WORK ORDER >>
Collect every line below that contains the word "Empty".
* * * * * * *
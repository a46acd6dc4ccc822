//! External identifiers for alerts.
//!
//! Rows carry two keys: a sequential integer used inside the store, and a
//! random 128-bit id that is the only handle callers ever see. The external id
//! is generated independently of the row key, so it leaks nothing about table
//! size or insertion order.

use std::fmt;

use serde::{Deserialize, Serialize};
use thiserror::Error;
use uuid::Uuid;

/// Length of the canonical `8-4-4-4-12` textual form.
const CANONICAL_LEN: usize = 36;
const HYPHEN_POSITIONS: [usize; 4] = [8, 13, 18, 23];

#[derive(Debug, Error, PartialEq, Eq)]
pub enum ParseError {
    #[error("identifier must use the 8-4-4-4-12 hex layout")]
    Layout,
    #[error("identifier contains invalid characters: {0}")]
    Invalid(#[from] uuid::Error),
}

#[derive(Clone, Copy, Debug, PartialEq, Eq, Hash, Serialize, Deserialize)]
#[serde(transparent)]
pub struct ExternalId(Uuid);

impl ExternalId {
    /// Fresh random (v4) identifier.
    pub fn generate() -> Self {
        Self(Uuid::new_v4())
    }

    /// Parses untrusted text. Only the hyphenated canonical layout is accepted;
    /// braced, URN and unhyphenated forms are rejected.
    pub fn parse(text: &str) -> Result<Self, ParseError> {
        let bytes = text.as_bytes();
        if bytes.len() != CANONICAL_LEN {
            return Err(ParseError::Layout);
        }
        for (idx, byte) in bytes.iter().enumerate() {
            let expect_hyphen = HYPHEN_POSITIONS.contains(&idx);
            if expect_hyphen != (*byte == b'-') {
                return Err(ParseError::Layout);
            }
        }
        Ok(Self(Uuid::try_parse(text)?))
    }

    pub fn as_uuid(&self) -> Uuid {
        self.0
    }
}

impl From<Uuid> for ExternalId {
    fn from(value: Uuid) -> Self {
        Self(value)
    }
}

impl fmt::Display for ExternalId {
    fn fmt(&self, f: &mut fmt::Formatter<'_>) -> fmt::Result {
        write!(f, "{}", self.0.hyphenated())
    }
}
* * * * * * *
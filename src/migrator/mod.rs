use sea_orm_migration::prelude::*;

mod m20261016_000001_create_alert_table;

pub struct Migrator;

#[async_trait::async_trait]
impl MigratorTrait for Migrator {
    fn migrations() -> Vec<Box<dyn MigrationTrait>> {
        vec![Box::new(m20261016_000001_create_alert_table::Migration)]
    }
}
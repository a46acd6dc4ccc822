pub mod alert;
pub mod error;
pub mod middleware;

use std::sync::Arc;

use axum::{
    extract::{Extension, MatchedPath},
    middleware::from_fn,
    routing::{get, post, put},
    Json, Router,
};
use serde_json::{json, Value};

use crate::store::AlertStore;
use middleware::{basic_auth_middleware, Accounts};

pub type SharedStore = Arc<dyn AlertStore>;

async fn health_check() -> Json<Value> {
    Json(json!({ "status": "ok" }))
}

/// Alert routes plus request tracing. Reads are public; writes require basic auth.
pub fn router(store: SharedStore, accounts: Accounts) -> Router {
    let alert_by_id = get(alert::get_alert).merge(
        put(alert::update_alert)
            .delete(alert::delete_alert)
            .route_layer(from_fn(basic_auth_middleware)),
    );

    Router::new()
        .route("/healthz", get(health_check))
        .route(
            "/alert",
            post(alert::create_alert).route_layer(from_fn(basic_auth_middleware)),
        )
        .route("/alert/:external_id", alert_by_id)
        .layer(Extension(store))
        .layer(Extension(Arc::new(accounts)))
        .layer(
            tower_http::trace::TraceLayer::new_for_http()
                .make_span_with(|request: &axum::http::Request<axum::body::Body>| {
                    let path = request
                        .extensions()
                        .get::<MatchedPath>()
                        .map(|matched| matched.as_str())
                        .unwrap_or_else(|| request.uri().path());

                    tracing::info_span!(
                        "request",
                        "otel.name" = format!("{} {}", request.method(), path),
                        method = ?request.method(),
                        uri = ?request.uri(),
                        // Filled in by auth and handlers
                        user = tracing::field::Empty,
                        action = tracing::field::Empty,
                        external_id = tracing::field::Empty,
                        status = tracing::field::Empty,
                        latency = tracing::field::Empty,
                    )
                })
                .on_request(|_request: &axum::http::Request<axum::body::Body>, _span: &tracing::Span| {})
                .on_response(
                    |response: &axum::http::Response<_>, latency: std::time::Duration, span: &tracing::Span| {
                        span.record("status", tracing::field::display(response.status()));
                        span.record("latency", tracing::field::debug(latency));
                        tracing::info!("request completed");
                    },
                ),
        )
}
* * * * * * *
EXERCISE RESPONSE >>
                        user = tracing::field::Empty,
                        action = tracing::field::Empty,
                        external_id = tracing::field::Empty,
                        status = tracing::field::Empty,
                        latency = tracing::field::Empty,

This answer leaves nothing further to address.